Czech Crematoriums Seek Help as COVID-19-Related Deaths Soar

czech crematoriums covid

Some Czech crematoriums are near or at capacity due to a spike in coronavirus deaths, and they are looking for alternative cremation sites, Interior Minister Jan Hamáček said on Wednesday.

The Czech Republic has been struggling with another surge of the illness, with new records in daily cases and rising hospital admissions pointing to more victims in the coming weeks.

The country’s 12.7 deaths per million using the latest seven-day average was the world’s highest rate, according to the website supported by Oxford University.

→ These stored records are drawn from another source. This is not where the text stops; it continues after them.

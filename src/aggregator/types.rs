use serde::{Deserialize, Serialize};
use std::collections::HashMap;

/// Direction of exposure. Size is always an absolute magnitude; the sign
/// of the exposure lives here and only here.
#[derive(Debug, Clone, Copy, PartialEq, Eq, Serialize, Deserialize)]
#[serde(rename_all = "UPPERCASE")]
pub enum Side {
    Long,
    Short,
}

#[derive(Debug, Clone, Copy, PartialEq, Eq, Serialize, Deserialize)]
#[serde(rename_all = "UPPERCASE")]
pub enum MarginMode {
    Cross,
    Isolated,
}

/// One open derivative position, normalized across exchanges.
/// All numeric fields are rounded to 2 decimal places by the normalizer.
#[derive(Debug, Clone, Serialize, Deserialize)]
#[serde(rename_all = "camelCase")]
pub struct Position {
    pub symbol: String,
    pub side: Side,
    pub size: f64,
    pub notional_value: f64,
    pub entry_price: f64,
    pub mark_price: f64,
    pub liquidation_price: f64,
    /// Positive means price must move that percent against the position to
    /// reach liquidation; 0 when the liquidation price is unknown.
    pub liquidation_distance_percent: f64,
    pub current_funding_rate_percent: f64,
    pub next_funding_rate_percent: f64,
    pub leverage: f64,
    pub unrealized_pnl: f64,
    pub realized_pnl: f64,
    pub margin_mode: MarginMode,
    pub exchange: String,
}

/// Account-level aggregates for one (exchange, account) pair.
#[derive(Debug, Clone, Serialize, Deserialize)]
#[serde(rename_all = "camelCase")]
pub struct AccountSummary {
    pub exchange: String,
    pub account_id: String,
    pub base_currency: String,
    /// Total equity converted into `base_currency`.
    pub base_balance: f64,
    pub total_notional_value: f64,
    /// Notional-weighted average leverage across open positions.
    pub account_leverage: f64,
    pub open_positions_count: usize,
    pub open_orders_count: usize,
    /// maintenanceMargin / equity * 100; 0 when equity is non-positive.
    pub account_margin_ratio: f64,
    /// Percent headroom of equity above maintenance margin, capped at 100.
    pub liquidation_buffer: f64,
}

/// The complete normalized state for one (exchange, account) pair.
/// Replaced wholesale on every successful fetch cycle, never mutated in place.
#[derive(Debug, Clone, Serialize, Deserialize)]
#[serde(rename_all = "camelCase")]
pub struct ExchangeData {
    pub positions: Vec<Position>,
    pub account_summary: AccountSummary,
}

/// Snapshot over every registered pair plus the current selection pointers.
#[derive(Debug, Clone, Default, Serialize, Deserialize)]
#[serde(rename_all = "camelCase")]
pub struct CombinedSnapshot {
    pub exchanges: HashMap<String, HashMap<String, ExchangeData>>,
    pub current_exchange: Option<String>,
    pub current_account: Option<String>,
    pub available_exchanges: Vec<String>,
    pub available_accounts: Vec<String>,
}

/// Per-(exchange, account) polling bookkeeping. Created at registration and
/// mutated only by the scheduler.
#[derive(Debug, Clone, Copy, Default)]
pub struct FetchState {
    /// Unix millis of the last successful fetch; 0 before the first success.
    pub last_fetch_ms: i64,
    pub consecutive_errors: u32,
    /// Unix millis until which fetches are skipped; 0 when not backing off.
    pub backoff_until_ms: i64,
    /// True while a fetch for this key is in flight.
    pub in_flight: bool,
}

#[derive(Debug, Clone, Serialize)]
#[serde(rename_all = "camelCase")]
pub struct HealthEntry {
    pub exchange: String,
    pub account: String,
    pub healthy: bool,
    pub last_fetch_ms: i64,
    pub seconds_since_last_fetch: i64,
    pub in_backoff: bool,
    pub backoff_until_ms: i64,
    pub consecutive_errors: u32,
}

#[derive(Debug, Clone, Default, Serialize)]
#[serde(rename_all = "camelCase")]
pub struct HealthReport {
    pub entries: Vec<HealthEntry>,
}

Hamacek said the situation was hardest in the eastern region of Moravia-Silesia, while in other regions facilities were almost operating at full capacity. The deceased would have to be moved between regions, he said.

“Right now, one such transport of around 50 bodies needs to be done, and we will act similarly in other cases,” he said at a televised press conference. “We will have to find a complex solution for the whole country.”

In the past week, 127 people with COVID-19 died each day on average in the country of 10.7 million people, and those numbers are likely to be revised up.

In a regular year, around 300 people die each day from all causes, but that number spiked to as many as 600 in the worst two weeks at the turn of October and November 2020. The overall data is reported with a six-week lag.

The funeral services association spokeswoman Hanka Svechotova said numbers were now “reaching a somewhat critical level”.

The crematorium in the eastern city of Ostrava as well as the hospital in the nearby city of Olomouc, however, have placed freezer trucks outside to store bodies.